There are lots of easy and fun ways to fit in some physical activity. A brisk walk is a great way to stay active – and it still counts if it’s in a shopping centre checking out the sales. Jumping about with the children, dancing at a party, or skating at a local or pop up ice rink all help towards keeping healthy during a typically overindulgent period.
Make sensible choices (but still enjoy yourself!)
Here are some examples of the kind of easy ways you can cut calories and fat from your main Christmas meal without compromising on taste:
Turkey: Remove the skin and eat light-coloured meat (breast) rather than dark meat (thigh) to reduce your fat intake.
Pigs in blankets: Use low-fat cocktail sausages and pierce the skins. Wrap with lean back-bacon (with the excess fat trimmed off) and grill, rather than fry or bake, to allow any excess fat to drain away. Try and limit yourself to two or three.
Roast potatoes: Keep the amount of fat you add to a minimum by dry-roasting or using spray oil.
Stuffing: Avoid high-fat, high-calorie sausage meat. Instead use vegetarian stuffing such as sage and onion or chestnut and cook in a separate dish to the turkey.
Vegetables: Fill at least two-fifths of your plate with vegetables. They are low in calories, help you feel fuller for longer and leave less room for unhealthy foods. If possible boil or steam rather than fry.
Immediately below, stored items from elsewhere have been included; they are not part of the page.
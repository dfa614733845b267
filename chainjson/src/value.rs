// SPDX-License-Identifier: Apache-2.0

//! The tree produced by the parser.

use core::fmt;
use std::io;

use crate::json_array::JsonArray;
use crate::json_hash::JsonHash;
use crate::json_number::JsonNumber;
use crate::json_string::JsonString;

/// Writes a value in its canonical JSON form.
///
/// The canonical form is the `Display` output: arrays as `[v, v]`, objects as
/// `{k: v, k: v}` in table order, strings quoted and escaped, numbers by their
/// literal text. No trailing newline is written.
pub trait WriteJson: fmt::Display {
    fn write_json<W: io::Write + ?Sized>(&self, sink: &mut W) -> io::Result<()> {
        write!(sink, "{self}")
    }
}

/// Any JSON value.
#[derive(Debug, Clone, Default, PartialEq)]
pub enum JsonValue {
    #[default]
    Null,
    Bool(bool),
    Number(JsonNumber),
    String(JsonString),
    Array(JsonArray),
    Hash(JsonHash),
}

impl JsonValue {
    /// Name of the variant, for diagnostics.
    pub fn type_name(&self) -> &'static str {
        match self {
            JsonValue::Null => "null",
            JsonValue::Bool(_) => "boolean",
            JsonValue::Number(_) => "number",
            JsonValue::String(_) => "string",
            JsonValue::Array(_) => "array",
            JsonValue::Hash(_) => "object",
        }
    }

    pub fn is_null(&self) -> bool {
        matches!(self, JsonValue::Null)
    }

    pub fn as_bool(&self) -> Option<bool> {
        match self {
            JsonValue::Bool(b) => Some(*b),
            _ => None,
        }
    }

    pub fn as_number(&self) -> Option<&JsonNumber> {
        match self {
            JsonValue::Number(n) => Some(n),
            _ => None,
        }
    }

    pub fn as_i64(&self) -> Option<i64> {
        self.as_number().and_then(JsonNumber::as_i64)
    }

    pub fn as_f64(&self) -> Option<f64> {
        self.as_number().and_then(JsonNumber::as_f64)
    }

    pub fn as_str(&self) -> Option<&str> {
        match self {
            JsonValue::String(s) => Some(s.as_str()),
            _ => None,
        }
    }

    pub fn as_array(&self) -> Option<&JsonArray> {
        match self {
            JsonValue::Array(a) => Some(a),
            _ => None,
        }
    }

    pub fn as_array_mut(&mut self) -> Option<&mut JsonArray> {
        match self {
            JsonValue::Array(a) => Some(a),
            _ => None,
        }
    }

    pub fn as_hash(&self) -> Option<&JsonHash> {
        match self {
            JsonValue::Hash(h) => Some(h),
            _ => None,
        }
    }

    pub fn as_hash_mut(&mut self) -> Option<&mut JsonHash> {
        match self {
            JsonValue::Hash(h) => Some(h),
            _ => None,
        }
    }

    /// Looks up an object member; `None` for missing keys and non-objects.
    pub fn get(&self, key: &str) -> Option<&JsonValue> {
        self.as_hash().and_then(|hash| hash.get(key).ok())
    }

    /// Looks up an array element; `None` out of range and for non-arrays.
    pub fn get_index(&self, index: usize) -> Option<&JsonValue> {
        self.as_array().and_then(|array| array.get(index))
    }
}

impl fmt::Display for JsonValue {
    fn fmt(&self, f: &mut fmt::Formatter<'_>) -> fmt::Result {
        match self {
            JsonValue::Null => f.write_str("null"),
            JsonValue::Bool(b) => write!(f, "{b}"),
            JsonValue::Number(n) => write!(f, "{n}"),
            JsonValue::String(s) => write!(f, "{s}"),
            JsonValue::Array(a) => write!(f, "{a}"),
            JsonValue::Hash(h) => write!(f, "{h}"),
        }
    }
}

impl WriteJson for JsonValue {}
impl WriteJson for JsonNumber {}
impl WriteJson for JsonString {}
impl WriteJson for JsonArray {}
impl WriteJson for JsonHash {}

impl From<()> for JsonValue {
    fn from(_: ()) -> Self {
        JsonValue::Null
    }
}

impl From<bool> for JsonValue {
    fn from(value: bool) -> Self {
        JsonValue::Bool(value)
    }
}

impl From<i32> for JsonValue {
    fn from(value: i32) -> Self {
        JsonValue::Number(JsonNumber::from_i64(value.into()))
    }
}

impl From<i64> for JsonValue {
    fn from(value: i64) -> Self {
        JsonValue::Number(JsonNumber::from_i64(value))
    }
}

impl From<JsonNumber> for JsonValue {
    fn from(value: JsonNumber) -> Self {
        JsonValue::Number(value)
    }
}

impl From<&str> for JsonValue {
    fn from(value: &str) -> Self {
        JsonValue::String(value.into())
    }
}

impl From<String> for JsonValue {
    fn from(value: String) -> Self {
        JsonValue::String(value.into())
    }
}

impl From<JsonString> for JsonValue {
    fn from(value: JsonString) -> Self {
        JsonValue::String(value)
    }
}

impl From<JsonArray> for JsonValue {
    fn from(value: JsonArray) -> Self {
        JsonValue::Array(value)
    }
}

impl From<Vec<JsonValue>> for JsonValue {
    fn from(value: Vec<JsonValue>) -> Self {
        JsonValue::Array(value.into())
    }
}

impl From<JsonHash> for JsonValue {
    fn from(value: JsonHash) -> Self {
        JsonValue::Hash(value)
    }
}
After-dinner treat: Of course Christmas wouldn’t be the same without dessert, such as a traditional Christmas pudding or mince pies served with brandy butter, custard or cream. Make your mince pie without a lid, and choose single cream instead of double cream or make custard with semi-skimmed or skimmed milk.
What to drink?
Alternating between alcoholic and soft drinks can help to limit the amount of alcohol you consume and keep you hydrated at the same time. Fruit juices tend to be high in sugar, so go for sugar-free or diet drinks instead and use these for mixers as well. Another way of cutting down on calories and the number of units is to choose a lower strength wine.
Try not to drink to excess, however freely the drink is flowing. Diabetes UK recommends men should have a maximum of 3-4 units of alcohol and women a maximum of 2-3 units. If you take insulin or some types of tablets, alcohol can lower blood glucose levels and therefore increase the risk of having a hypo, which is where your blood glucose level falls dangerously low.
Remember not to drink on an empty stomach, as this can send your blood glucose level low and so can increase risk of a hypo. A protein-based snack, such as unsweetened yogurt, can help to slow the absorption and effects of alcohol. Always have a starchy, slow-release snack before bedtime such as toast, cereal or a sandwich.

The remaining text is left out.